BEGIN DATA PROVIDED

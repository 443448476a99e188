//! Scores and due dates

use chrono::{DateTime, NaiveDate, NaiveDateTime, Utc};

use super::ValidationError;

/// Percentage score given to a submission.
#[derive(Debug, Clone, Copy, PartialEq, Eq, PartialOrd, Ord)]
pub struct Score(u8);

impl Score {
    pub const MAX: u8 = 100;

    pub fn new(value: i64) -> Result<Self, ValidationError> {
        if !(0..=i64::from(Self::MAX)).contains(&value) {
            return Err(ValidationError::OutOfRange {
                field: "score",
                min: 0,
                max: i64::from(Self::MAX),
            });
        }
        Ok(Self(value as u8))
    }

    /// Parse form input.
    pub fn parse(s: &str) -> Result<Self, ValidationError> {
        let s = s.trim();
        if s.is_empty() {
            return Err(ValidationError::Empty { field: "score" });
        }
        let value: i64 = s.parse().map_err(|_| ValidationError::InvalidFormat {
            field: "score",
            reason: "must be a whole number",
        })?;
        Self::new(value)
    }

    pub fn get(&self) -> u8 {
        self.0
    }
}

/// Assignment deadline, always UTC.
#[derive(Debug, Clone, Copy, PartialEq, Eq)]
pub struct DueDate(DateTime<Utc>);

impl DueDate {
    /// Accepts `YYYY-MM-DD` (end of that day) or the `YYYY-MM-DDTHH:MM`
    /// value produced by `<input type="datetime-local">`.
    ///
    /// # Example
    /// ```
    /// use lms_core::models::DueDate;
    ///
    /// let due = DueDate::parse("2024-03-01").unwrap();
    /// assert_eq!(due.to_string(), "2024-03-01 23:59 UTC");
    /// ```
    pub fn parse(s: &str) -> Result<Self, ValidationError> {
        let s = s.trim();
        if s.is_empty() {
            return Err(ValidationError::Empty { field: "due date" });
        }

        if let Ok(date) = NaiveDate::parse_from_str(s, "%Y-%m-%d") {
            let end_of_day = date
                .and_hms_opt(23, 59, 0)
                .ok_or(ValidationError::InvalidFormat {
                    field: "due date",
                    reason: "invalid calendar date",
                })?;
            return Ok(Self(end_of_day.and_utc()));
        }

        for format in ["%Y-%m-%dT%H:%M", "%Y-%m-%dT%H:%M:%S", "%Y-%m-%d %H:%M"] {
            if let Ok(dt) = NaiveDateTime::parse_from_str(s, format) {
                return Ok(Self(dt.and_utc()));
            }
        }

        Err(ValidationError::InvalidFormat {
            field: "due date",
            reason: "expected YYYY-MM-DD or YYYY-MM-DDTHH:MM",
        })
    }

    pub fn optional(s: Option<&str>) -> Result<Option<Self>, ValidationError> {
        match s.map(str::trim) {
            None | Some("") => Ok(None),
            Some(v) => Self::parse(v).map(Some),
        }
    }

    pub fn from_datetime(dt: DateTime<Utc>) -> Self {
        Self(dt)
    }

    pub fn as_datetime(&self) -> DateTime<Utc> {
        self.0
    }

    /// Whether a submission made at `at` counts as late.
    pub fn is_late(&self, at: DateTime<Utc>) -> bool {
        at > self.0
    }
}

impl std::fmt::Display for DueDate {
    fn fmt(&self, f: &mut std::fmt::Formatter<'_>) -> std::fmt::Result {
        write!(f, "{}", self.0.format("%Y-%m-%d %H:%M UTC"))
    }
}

END DATA PROVIDED
BEGIN DATA PROVIDED

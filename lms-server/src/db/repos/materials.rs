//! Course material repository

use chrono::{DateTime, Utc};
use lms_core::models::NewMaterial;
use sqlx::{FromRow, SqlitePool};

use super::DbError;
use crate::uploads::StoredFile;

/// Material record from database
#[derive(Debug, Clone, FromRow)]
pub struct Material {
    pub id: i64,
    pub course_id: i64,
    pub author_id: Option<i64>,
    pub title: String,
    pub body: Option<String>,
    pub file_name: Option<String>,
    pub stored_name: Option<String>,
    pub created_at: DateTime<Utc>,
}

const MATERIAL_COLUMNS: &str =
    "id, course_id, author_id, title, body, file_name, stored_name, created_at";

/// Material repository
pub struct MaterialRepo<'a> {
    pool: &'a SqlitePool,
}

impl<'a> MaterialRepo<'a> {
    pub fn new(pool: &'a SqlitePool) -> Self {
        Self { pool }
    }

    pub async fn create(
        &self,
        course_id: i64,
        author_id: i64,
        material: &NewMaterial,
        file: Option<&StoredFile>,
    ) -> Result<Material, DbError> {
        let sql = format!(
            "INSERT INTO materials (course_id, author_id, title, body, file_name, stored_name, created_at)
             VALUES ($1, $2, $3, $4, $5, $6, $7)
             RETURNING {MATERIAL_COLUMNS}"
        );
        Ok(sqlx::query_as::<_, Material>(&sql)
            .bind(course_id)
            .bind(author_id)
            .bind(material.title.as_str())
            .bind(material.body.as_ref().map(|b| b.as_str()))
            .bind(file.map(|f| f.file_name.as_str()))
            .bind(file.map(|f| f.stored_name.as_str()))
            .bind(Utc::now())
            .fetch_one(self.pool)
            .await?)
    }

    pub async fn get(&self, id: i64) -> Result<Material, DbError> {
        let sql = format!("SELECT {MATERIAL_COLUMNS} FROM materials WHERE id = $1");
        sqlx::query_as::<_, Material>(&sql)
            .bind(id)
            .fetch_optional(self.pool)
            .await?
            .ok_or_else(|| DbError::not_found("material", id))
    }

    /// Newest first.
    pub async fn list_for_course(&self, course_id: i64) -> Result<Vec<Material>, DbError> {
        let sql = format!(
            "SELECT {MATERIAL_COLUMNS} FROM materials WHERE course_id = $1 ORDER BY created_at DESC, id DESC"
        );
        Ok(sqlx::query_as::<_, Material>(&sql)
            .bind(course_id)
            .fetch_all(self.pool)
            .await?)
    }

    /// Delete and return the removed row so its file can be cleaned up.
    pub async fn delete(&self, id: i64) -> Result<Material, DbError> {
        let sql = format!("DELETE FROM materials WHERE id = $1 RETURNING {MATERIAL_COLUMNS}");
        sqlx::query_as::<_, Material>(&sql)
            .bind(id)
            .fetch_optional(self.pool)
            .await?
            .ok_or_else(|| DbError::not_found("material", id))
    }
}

END DATA PROVIDED

_WORK ORDER_: Copy all lines of the records that have the string "body" in them.

_RESPONSE_:
    pub body: Option<String>,
    "id, course_id, author_id, title, body, file_name, stored_name, created_at";
            "INSERT INTO materials (course_id, author_id, title, body, file_name, stored_name, created_at)
            .bind(material.body.as_ref().map(|b| b.as_str()))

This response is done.